I own 2 of each. The hatch is a bit heavier but is quite a bit sturdier. I like them both for different reasons. If I had to pick I'd take a hatch because less plastic parts. 


Sent from my iPad using Tapatalk HD


----------



## Finn Maccumhail (Feb 16, 2009)

Both are excellent reels but IMHO and experience, you don't remotely need to spend that kind of jack on an 8wt rig for reds.

If you're talking about a tarpon winch, then by yes. No question you need something like that but personally I'm sticking with Tibor in that class.


----------



## Meadowlark (Jul 19, 2008)

Finn Maccumhail said:


> Both are excellent reels but IMHO and experience, you don't remotely need to spend that kind of jack on an 8wt rig for reds.
> 
> ...


 ^^^This^^^

I have yet to see the fish that justifies the price differential above Allen, Ross (large arbor), and TFO( large arbor) reels....but maybe some day it will happen. In the mean time, I have a lot of extra $$ for other equipment and trips.


----------



## rjackh (Mar 16, 2011)

Backcast said:


> http://www.yellowstoneangler.com/ge...ander-abel-cheeky-loop-bauer-sage-lamsonreels
> 
> Joe


I had that article bookmarked somewhere and forgot all about it. Thanks.

Sent from my iPhone using Tapatalk


----------



## cnoise (Mar 31, 2012)

Would love a Hatch, but I must say that I have a couple Orvis Hydros reels and the drag on these reels are great.


----------



## TXTECHKA (May 28, 2009)

I have a 7+ and a 9+ hatch and love them both.
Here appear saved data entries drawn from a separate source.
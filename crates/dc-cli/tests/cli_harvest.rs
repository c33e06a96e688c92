use std::path::{Path, PathBuf};
use std::process::{Command, Output};
use std::time::{SystemTime, UNIX_EPOCH};

use serde_json::json;

fn bin_path() -> PathBuf {
    PathBuf::from(env!("CARGO_BIN_EXE_dcharvest"))
}

fn tmp_dir(tag: &str) -> PathBuf {
    let nanos = SystemTime::now().duration_since(UNIX_EPOCH).unwrap().as_nanos();
    let mut p = std::env::temp_dir();
    p.push(format!("dcharvest_cli_{}_{}_{}", std::process::id(), nanos, tag));
    std::fs::create_dir_all(&p).unwrap();
    p
}

fn run(args: &[&str]) -> Output {
    Command::new(bin_path())
        .args(args)
        .output()
        .unwrap_or_else(|e| panic!("failed to run {:?} {:?}: {}", bin_path(), args, e))
}

fn shape(contents: &[f64]) -> serde_json::Value {
    let edges: Vec<f64> = (0..=contents.len()).map(|i| 100.0 * i as f64).collect();
    json!({ "edges": edges, "contents": contents })
}

/// Shape file for one channel, covering its signal and control-region bins.
fn write_shapes(root: &Path, chn: &str, bins: &[&str], backgrounds: &[&str]) {
    let scale = format!("CMS_scale_t_{chn}_13TeV");
    let mut h = serde_json::Map::new();
    for base in bins {
        let mut names = vec![base.to_string()];
        for suffix in ["_wjets_cr", "_qcd_cr", "_wjets_ss_cr"] {
            names.push(format!("{base}{suffix}"));
        }
        for bin in names {
            h.insert(format!("{bin}/data_obs"), shape(&[60.0, 50.0, 30.0]));
            for (k, bkg) in backgrounds.iter().enumerate() {
                let c = [20.0 + k as f64, 15.0, 6.0];
                h.insert(format!("{bin}/{bkg}"), shape(&c));
                h.insert(format!("{bin}/{bkg}_{scale}Up"), shape(&c.map(|x| x * 1.05)));
                h.insert(format!("{bin}/{bkg}_{scale}Down"), shape(&c.map(|x| x * 0.95)));
            }
            for family in ["ggH", "bbH"] {
                for (mass, k) in [("200", 1.0), ("300", 2.0)] {
                    let c = [3.0 * k, 2.0 * k, 1.0 * k];
                    h.insert(format!("{bin}/{family}{mass}"), shape(&c));
                    h.insert(format!("{bin}/{family}{mass}_{scale}Up"), shape(&c.map(|x| x * 1.1)));
                    h.insert(format!("{bin}/{family}{mass}_{scale}Down"), shape(&c.map(|x| x * 0.9)));
                }
            }
        }
    }
    let path = root.join("shapes/Imperial").join(format!("htt_{chn}.inputs-mssm-13TeV.json"));
    std::fs::create_dir_all(path.parent().unwrap()).unwrap();
    std::fs::write(path, serde_json::to_string(&json!({ "histograms": h })).unwrap()).unwrap();
}

/// et with categories 8 and 9, tt with category 8 only.
fn setup(tag: &str) -> (PathBuf, PathBuf) {
    let dir = tmp_dir(tag);
    write_shapes(&dir, "et", &["et_nobtag", "et_btag"], &["ZTT", "W", "QCD"]);
    write_shapes(&dir, "tt", &["tt_nobtag"], &["ZTT", "QCD"]);
    let cfg = json!({
        "mass": "MH",
        "channels": ["et", "tt"],
        "categories": {
            "et": [{ "id": 8, "name": "et_nobtag" }, { "id": 9, "name": "et_btag" }],
            "tt": [{ "id": 8, "name": "tt_nobtag" }]
        },
        "backgrounds": { "et": ["ZTT", "W", "QCD"], "tt": ["ZTT", "QCD"] },
        "masses": [200.0, 300.0],
        "input": { "root": dir.join("shapes") },
        "output": { "root": dir.join("out"), "folder": "cards" },
        "systematics": [
            { "name": "lumi_$ERA", "type": "lnN", "value": 1.027, "processes": ["ZTT"], "signals": true },
            { "name": "CMS_scale_t_$CHANNEL_$ERA", "type": "shape", "processes": ["ZTT"], "signals": true }
        ],
        "morph": { "diagnostics": null }
    });
    let cfg_path = dir.join("harvest.json");
    std::fs::write(&cfg_path, serde_json::to_string_pretty(&cfg).unwrap()).unwrap();
    (dir, cfg_path)
}

fn summary(out: &Output) -> serde_json::Value {
    assert!(
        out.status.success(),
        "dcharvest failed: {}",
        String::from_utf8_lossy(&out.stderr)
    );
    serde_json::from_slice(&out.stdout).expect("stdout should be the JSON run summary")
}

fn card_names(dir: &Path) -> Vec<String> {
    let mut names: Vec<String> = std::fs::read_dir(dir)
        .unwrap()
        .map(|e| e.unwrap().file_name().to_string_lossy().into_owned())
        .filter(|n| n.ends_with(".txt"))
        .collect();
    names.sort();
    names
}

#[test]
fn writes_cards_referencing_morphed_signals() {
    let (dir, cfg) = setup("morph");
    let out = run(&["--config", cfg.to_str().unwrap(), "--log-level", "warn"]);
    let v = summary(&out);

    // ggH and bbH in three bins.
    assert_eq!(v["morphed"].as_u64(), Some(6));
    let card = std::fs::read_to_string(dir.join("out/cards/et/htt_et_8_13TeV.txt")).unwrap();
    assert!(card.contains("htt:htt_et_8_13TeV_ggH_morph"), "{card}");
    assert!(card.contains("htt:htt_et_8_13TeV_bbH_morph"), "{card}");

    let shapes: serde_json::Value = serde_json::from_str(
        &std::fs::read_to_string(dir.join("out/cards/et/htt_et_8_13TeV_input.json")).unwrap(),
    )
    .unwrap();
    assert!(shapes["workspace"]["htt_et_8_13TeV_ggH_morph"]["anchors"].is_array());
    std::fs::remove_dir_all(dir).ok();
}

#[test]
fn empty_partitions_are_not_written() {
    let (dir, cfg) = setup("empty");
    let out = run(&["--config", cfg.to_str().unwrap(), "--log-level", "warn"]);
    let v = summary(&out);

    let empty: Vec<&str> =
        v["empty_partitions"].as_array().unwrap().iter().map(|x| x.as_str().unwrap()).collect();
    assert_eq!(empty, vec!["htt_tt_9_13TeV"]);
    assert!(!dir.join("out/cards/htt_tt_9_13TeV").exists());
    assert!(dir.join("out/cards/htt_tt_8_13TeV/htt_tt_8_13TeV.txt").is_file());
    std::fs::remove_dir_all(dir).ok();
}

#[test]
fn control_regions_use_fixed_ids_per_base_category() {
    let (dir, cfg) = setup("cr");
    let out = run(&["--config", cfg.to_str().unwrap(), "--control-region", "1", "--log-level", "warn"]);
    summary(&out);

    let cmb = card_names(&dir.join("out/cards/cmb"));
    let mut expected: Vec<String> =
        (8..=15).map(|id| format!("htt_et_{id}_13TeV.txt")).collect();
    expected.push("htt_tt_8_13TeV.txt".into());
    expected.sort();
    assert_eq!(cmb, expected);

    let nobtag = card_names(&dir.join("out/cards/htt_et_8_13TeV"));
    assert_eq!(
        nobtag,
        ["htt_et_10_13TeV.txt", "htt_et_11_13TeV.txt", "htt_et_12_13TeV.txt", "htt_et_8_13TeV.txt"]
    );
    let btag = card_names(&dir.join("out/cards/htt_et_9_13TeV"));
    assert_eq!(
        btag,
        ["htt_et_13_13TeV.txt", "htt_et_14_13TeV.txt", "htt_et_15_13TeV.txt", "htt_et_9_13TeV.txt"]
    );

    // No signal in control regions.
    let cr_card = std::fs::read_to_string(dir.join("out/cards/cmb/htt_et_11_13TeV.txt")).unwrap();
    assert!(!cr_card.contains("ggH"));
    std::fs::remove_dir_all(dir).ok();
}

#[test]
fn missing_shape_file_fails_with_stage_name() {
    let (dir, cfg) = setup("missing");
    std::fs::remove_file(dir.join("shapes/Imperial/htt_tt.inputs-mssm-13TeV.json")).unwrap();
    let out = run(&["--config", cfg.to_str().unwrap(), "--log-level", "warn"]);
    assert!(!out.status.success());
    let stderr = String::from_utf8_lossy(&out.stderr);
    assert!(stderr.contains("extract_shapes"), "{stderr}");
    assert!(stderr.contains("htt_tt.inputs-mssm-13TeV.json"), "{stderr}");
    std::fs::remove_dir_all(dir).ok();
}

#[test]
fn unknown_mass_convention_is_rejected() {
    let out = run(&["--mass", "mX", "--dump-config"]);
    assert!(!out.status.success());
    assert!(String::from_utf8_lossy(&out.stderr).contains("mX"));
}

#[test]
fn dump_config_applies_overrides() {
    let out = run(&[
        "--dump-config",
        "--mass",
        "MH",
        "--postfix",
        "_v2",
        "--input-folder-mt",
        "Wisconsin",
        "--control-region",
        "1",
    ]);
    assert!(out.status.success(), "{}", String::from_utf8_lossy(&out.stderr));
    let text = String::from_utf8_lossy(&out.stdout);
    assert!(text.contains("mass: MH"), "{text}");
    assert!(text.contains("postfix: _v2"), "{text}");
    assert!(text.contains("mt: Wisconsin"), "{text}");
    assert!(text.contains("control_region: 1"), "{text}");
}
I've tried most high end reels on the market and I haven't found anything that I like better than those. The top end nautilus is very close though but the hatches are just sturdier it seems. A lot of the places I go to fish are hundreds of miles from the nearest fly shop. If my gear goes down then my trip is shot. That's how I justify the price anyway. Not to mention the guys that run hatch are good guys.


----------



## cbroutfitters (Mar 21, 2010)

Not sure what you are using it for but I have a few Nautilus FWX's and they are a pretty bad *** reel, they have held up well and you still get the Nautilus quality and support. I know not what you asked about but since everybody else was saying it wasn't worth the money to buy a Hatch or NV thought I would suggest an alternative. 7-8 FWX will set you back about $325.


----------



## TXTECHKA (May 28, 2009)

The FWX is a great reel for the money. I've got one on a TFO 6 wt for a bass setup.


----------